そして上京した山国隊の隊士たちは因幡の鳥取藩士に付いて関東や東北地方を転戦し、「甲州勝沼の戦い」では近藤勇ら新選組を中心として組織された甲陽鎮撫隊(こうようちんぶたい)と、「上野戦争」では江戸の治安維持を担当し江戸城無血開城後も徹底抗戦の構えを見せた彰義隊(しょうぎたい)と交戦し活躍。1868年(明治元年)11月の東征大総督・有栖川宮の凱旋行進では錦の御旗を守って帰京を果たし、翌年には大勢の人々が出迎える中で鼓笛を奏しながら山国へと凱旋し山国神社を参拝。以来山国隊は郷土の人々の誇りとなっています。
1895年(明治28年)、平安遷都1100年を記念して京都で開催された内国勧業博覧会をきっかけに平安神宮が創建されると、その記念事業として「時代祭」が開催され、その後は毎年開催されるようになりますが、山国隊は第1回より参加して、1918年(大正7年)頃までの25年間、行列の先頭を行進。
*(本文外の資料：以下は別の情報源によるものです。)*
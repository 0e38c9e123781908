pub mod secret;
pub mod session;
#[cfg(test)]
mod tests {
    use super::*;
    use actix_web::{test, web, App, HttpResponse};
    use common::Config;
    use std::sync::atomic::{AtomicUsize, Ordering};

    const SECRET: &str = "abc123";

    fn guard(mode: AuthMode) -> RequestAuthGuard {
        let mut auth = Config::default().auth;
        auth.mode = mode;
        RequestAuthGuard::new(
            SharedSecret::new(SECRET.to_string()),
            AuthPolicy::from_config(&auth).unwrap(),
        )
    }

    macro_rules! guarded_app {
        ($mode:expr, $hits:expr) => {{
            let hits = $hits.clone();
            test::init_service(
                App::new()
                    .wrap(guard($mode))
                    .app_data(web::Data::new(hits))
                    .route(
                        "/landing",
                        web::get().to(|hits: web::Data<Arc<AtomicUsize>>| async move {
                            hits.fetch_add(1, Ordering::SeqCst);
                            HttpResponse::Ok().body("landed")
                        }),
                    ),
            )
            .await
        }};
    }

    #[actix_web::test]
    async fn test_header_mode_forwards_matching_secret() {
        let hits = Arc::new(AtomicUsize::new(0));
        let app = guarded_app!(AuthMode::Header, hits);

        let req = test::TestRequest::get()
            .uri("/landing")
            .insert_header(("X-App-Csrf-Token", SECRET))
            .to_request();
        let res = test::call_service(&app, req).await;

        assert_eq!(res.status(), StatusCode::OK);
        assert_eq!(test::read_body(res).await, "landed");
        assert_eq!(hits.load(Ordering::SeqCst), 1);
    }

    #[actix_web::test]
    async fn test_header_mode_rejects_wrong_or_missing_secret() {
        let hits = Arc::new(AtomicUsize::new(0));
        let app = guarded_app!(AuthMode::Header, hits);

        let req = test::TestRequest::get()
            .uri("/landing")
            .insert_header(("X-App-Csrf-Token", "abc124"))
            .to_request();
        let res = test::call_service(&app, req).await;
        assert_eq!(res.status(), StatusCode::FORBIDDEN);
        let body = test::read_body(res).await;
        assert!(!String::from_utf8_lossy(&body).contains(SECRET));

        let req = test::TestRequest::get().uri("/landing").to_request();
        let res = test::call_service(&app, req).await;
        assert_eq!(res.status(), StatusCode::FORBIDDEN);

        assert_eq!(hits.load(Ordering::SeqCst), 0);
    }

    #[actix_web::test]
    async fn test_header_mode_ignores_query_and_cookie() {
        let hits = Arc::new(AtomicUsize::new(0));
        let app = guarded_app!(AuthMode::Header, hits);

        let req = test::TestRequest::get()
            .uri("/landing?authKey=abc123")
            .cookie(Cookie::new("Auth", SECRET))
            .to_request();
        let res = test::call_service(&app, req).await;
        assert_eq!(res.status(), StatusCode::FORBIDDEN);
        assert_eq!(hits.load(Ordering::SeqCst), 0);
    }

    #[actix_web::test]
    async fn test_query_mode_issues_session_cookie() {
        let hits = Arc::new(AtomicUsize::new(0));
        let app = guarded_app!(AuthMode::QueryCookie, hits);

        let req = test::TestRequest::get()
            .uri("/landing?authKey=abc123")
            .to_request();
        let res = test::call_service(&app, req).await;
        assert_eq!(res.status(), StatusCode::OK);

        let cookie = res
            .response()
            .cookies()
            .find(|c| c.name() == "Auth")
            .expect("session cookie should be set");
        assert_eq!(cookie.value(), SECRET);
        assert_eq!(cookie.path(), Some("/"));
        assert_eq!(cookie.secure(), Some(true));
        assert_eq!(cookie.http_only(), Some(true));
        assert_eq!(cookie.max_age(), Some(CookieDuration::seconds(86400)));
        assert_eq!(hits.load(Ordering::SeqCst), 1);
    }

    #[actix_web::test]
    async fn test_query_mode_accepts_cookie_without_reissuing() {
        let hits = Arc::new(AtomicUsize::new(0));
        let app = guarded_app!(AuthMode::QueryCookie, hits);

        let req = test::TestRequest::get()
            .uri("/landing")
            .cookie(Cookie::new("Auth", SECRET))
            .to_request();
        let res = test::call_service(&app, req).await;
        assert_eq!(res.status(), StatusCode::OK);
        assert!(res.response().cookies().next().is_none());
        assert_eq!(hits.load(Ordering::SeqCst), 1);
    }

    #[actix_web::test]
    async fn test_query_mode_rejects_with_401() {
        let hits = Arc::new(AtomicUsize::new(0));
        let app = guarded_app!(AuthMode::QueryCookie, hits);

        for req in [
            test::TestRequest::get().uri("/landing").to_request(),
            test::TestRequest::get().uri("/landing?authKey=abc124").to_request(),
            test::TestRequest::get()
                .uri("/landing")
                .cookie(Cookie::new("Auth", "abc124"))
                .to_request(),
            test::TestRequest::get()
                .uri("/landing")
                .insert_header(("X-App-Csrf-Token", SECRET))
                .to_request(),
        ] {
            let res = test::call_service(&app, req).await;
            assert_eq!(res.status(), StatusCode::UNAUTHORIZED);
        }
        assert_eq!(hits.load(Ordering::SeqCst), 0);
    }

    #[actix_web::test]
    async fn test_combined_mode_distinguishes_missing_from_wrong() {
        let hits = Arc::new(AtomicUsize::new(0));
        let app = guarded_app!(AuthMode::Combined, hits);

        let req = test::TestRequest::get().uri("/landing").to_request();
        let res = test::call_service(&app, req).await;
        assert_eq!(res.status(), StatusCode::UNAUTHORIZED);

        let req = test::TestRequest::get()
            .uri("/landing")
            .insert_header(("X-App-Csrf-Token", "abc124"))
            .to_request();
        let res = test::call_service(&app, req).await;
        assert_eq!(res.status(), StatusCode::FORBIDDEN);

        // A wrong header does not hide a valid cookie
        let req = test::TestRequest::get()
            .uri("/landing")
            .insert_header(("X-App-Csrf-Token", "abc124"))
            .cookie(Cookie::new("Auth", SECRET))
            .to_request();
        let res = test::call_service(&app, req).await;
        assert_eq!(res.status(), StatusCode::OK);

        assert_eq!(hits.load(Ordering::SeqCst), 1);
    }

    #[actix_web::test]
    async fn test_query_value_is_url_decoded() {
        let hits = Arc::new(AtomicUsize::new(0));
        let mut auth = Config::default().auth;
        auth.mode = AuthMode::QueryCookie;
        let guard = RequestAuthGuard::new(
            SharedSecret::new("a b".to_string()),
            AuthPolicy::from_config(&auth).unwrap(),
        );
        let hits_data = web::Data::new(hits.clone());
        let app = test::init_service(
            App::new()
                .wrap(guard)
                .app_data(hits_data)
                .route(
                    "/landing",
                    web::get().to(|hits: web::Data<Arc<AtomicUsize>>| async move {
                        hits.fetch_add(1, Ordering::SeqCst);
                        HttpResponse::Ok().finish()
                    }),
                ),
        )
        .await;

        let req = test::TestRequest::get().uri("/landing?authKey=a%20b").to_request();
        let res = test::call_service(&app, req).await;
        assert_eq!(res.status(), StatusCode::OK);
        assert_eq!(hits.load(Ordering::SeqCst), 1);
    }

    #[actix_web::test]
    async fn test_rejection_maps_to_shell_error() {
        let rejected = AuthRejected {
            attempted: vec![AuthChannel::Query, AuthChannel::Cookie],
            status: StatusCode::UNAUTHORIZED,
        };
        let err = common::ShellError::from(&rejected);
        assert!(matches!(
            err,
            common::ShellError::AuthRejected { ref channel } if channel == "query+cookie"
        ));
        assert!(!err.is_fatal());
    }

    #[actix_web::test]
    async fn test_rejects_invalid_header_name() {
        let mut auth = Config::default().auth;
        auth.header_name = "bad header".to_string();
        assert!(AuthPolicy::from_config(&auth).is_err());
    }
}
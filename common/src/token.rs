// common/src/token.rs
use rand::rngs::OsRng;
use rand::RngCore;
use zeroize::Zeroizing;

/// Generate a URL- and header-safe token carrying at least `min_bytes`
/// bytes of entropy from the operating system's CSPRNG.
///
/// Each call draws fresh randomness; two tokens never share a seed.
pub fn generate_secure_token(min_bytes: usize) -> String {
    let mut bytes = Zeroizing::new(vec![0u8; min_bytes]);
    OsRng.fill_bytes(&mut bytes);
    base64::encode_config(&*bytes, base64::URL_SAFE_NO_PAD)
}

/// Passphrase protecting the transient key store
pub fn generate_key_store_passphrase(min_bytes: usize) -> Zeroizing<String> {
    Zeroizing::new(generate_secure_token(min_bytes))
}

#[cfg(test)]
mod tests {
    use super::*;

    #[test]
    fn test_generate_secure_token_length() {
        // 32 bytes of base64url without padding is 43 characters
        let token = generate_secure_token(32);
        assert_eq!(token.len(), 43);
    }

    #[test]
    fn test_token_is_url_and_header_safe() {
        let token = generate_secure_token(48);
        assert!(token
            .chars()
            .all(|c| c.is_ascii_alphanumeric() || c == '-' || c == '_'));
    }

    #[test]
    fn test_tokens_are_unique() {
        let token = generate_secure_token(32);
        let token2 = generate_secure_token(32);
        assert_ne!(token, token2);
    }

    #[test]
    fn test_passphrase_independent_of_token() {
        let token = generate_secure_token(32);
        let passphrase = generate_key_store_passphrase(32);
        assert_ne!(token.as_str(), passphrase.as_str());
    }
}
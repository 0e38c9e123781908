// desktop-shell/src/pinning.rs
// Engine-side certificate pinning.
//
// The loopback server's certificate is self-signed and never chains to a
// public root. Trust comes only from byte-for-byte equality with the
// certificate this process generated. There is no fallback to CA validation
// and no warning mode.

use std::sync::atomic::{AtomicUsize, Ordering};
use std::sync::Arc;
use std::time::SystemTime;

use rustls::client::{ServerCertVerified, ServerCertVerifier};
use rustls::{Certificate, CertificateError, ServerName};

/// Outcome of checking one handshake
#[derive(Debug, Clone, Copy, PartialEq, Eq)]
pub enum PinVerdict {
    Accept,
    /// Not the loopback host; nothing else is ever trusted
    RejectHost,
    /// Loopback host, but not the pinned certificate
    RejectCertificate,
}

/// Accepts exactly one certificate for exactly one hostname.
///
/// Runs on the engine's thread during the handshake and only compares bytes
/// in memory.
#[derive(Debug, Clone)]
pub struct TrustPinner {
    expected_host: String,
    pinned_der: Arc<[u8]>,
    rejections: Arc<AtomicUsize>,
}

impl TrustPinner {
    pub fn new(expected_host: &str, pinned_der: &[u8]) -> Self {
        Self {
            expected_host: expected_host.to_ascii_lowercase(),
            pinned_der: Arc::from(pinned_der),
            rejections: Arc::new(AtomicUsize::new(0)),
        }
    }

    pub fn for_identity(identity: &common::Identity) -> Self {
        Self::new(identity.hostname(), identity.certificate_der())
    }

    pub fn expected_host(&self) -> &str {
        &self.expected_host
    }

    pub fn check(&self, host: &str, presented_der: &[u8]) -> PinVerdict {
        let verdict = if !host.eq_ignore_ascii_case(&self.expected_host) {
            PinVerdict::RejectHost
        } else if presented_der == &*self.pinned_der {
            PinVerdict::Accept
        } else {
            PinVerdict::RejectCertificate
        };

        if verdict != PinVerdict::Accept {
            self.rejections.fetch_add(1, Ordering::SeqCst);
            tracing::warn!(
                host = host,
                verdict = ?verdict,
                presented_fingerprint = %common::CertificateAuthority::fingerprint_of(presented_der),
                "Refusing TLS connection: certificate is not the pinned loopback certificate"
            );
        }
        verdict
    }

    /// Number of handshakes refused so far
    pub fn rejections(&self) -> usize {
        self.rejections.load(Ordering::SeqCst)
    }
}

impl ServerCertVerifier for TrustPinner {
    fn verify_server_cert(
        &self,
        end_entity: &Certificate,
        _intermediates: &[Certificate],
        server_name: &ServerName,
        _scts: &mut dyn Iterator<Item = &[u8]>,
        _ocsp_response: &[u8],
        _now: SystemTime,
    ) -> Result<ServerCertVerified, rustls::Error> {
        let host = match server_name {
            ServerName::DnsName(name) => name.as_ref().to_string(),
            ServerName::IpAddress(ip) => ip.to_string(),
            _ => String::new(),
        };

        // Handshake signatures are still checked by rustls against the key in
        // the accepted certificate.
        match self.check(&host, &end_entity.0) {
            PinVerdict::Accept => Ok(ServerCertVerified::assertion()),
            PinVerdict::RejectHost => Err(rustls::Error::InvalidCertificate(CertificateError::NotValidForName)),
            PinVerdict::RejectCertificate => Err(rustls::Error::InvalidCertificate(
                CertificateError::ApplicationVerificationFailure,
            )),
        }
    }
}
今ではすっかりおなじみとなっている鼓笛の演奏は、錦の御旗を掲げて凱旋した時の様子を再現したものだといいます。
現在は経済的その他の理由から毎年継続的に派遣することが難しくなり、京都市中京区の朱雀学区の人々がその代わりを務めるようになっているものの、現在も行列の先頭を飾るのは維新勤皇山国隊の鼓笛演奏となっています。
この天、この維新勤皇山国隊の行進は「山国隊軍楽」として2003年(平成15年)3月14日に京都府の無形民俗文化財に指定されており、現在は山国神社にて毎年10月に開催される「例祭」の還幸祭においてその雄姿を見ることができます。
そしてその「還幸祭」では「山国隊軍楽保存会」の鼓笛を先頭に、御輿行列が山国の町を練り歩き、当日は特産品などを即売・展示する「山国さきがけフェスタ」も同時開催され、普段はひっそりとした山里がこの日ばかりは大変な賑わいとなります。
また境内を囲むようにして立つ杉木立は、上桂川の清流を挟んで背後に広がる北山杉の山々と相まって山国地域の象徴的な景観を形成しており、「京都の自然200選」の一つに選ばれています。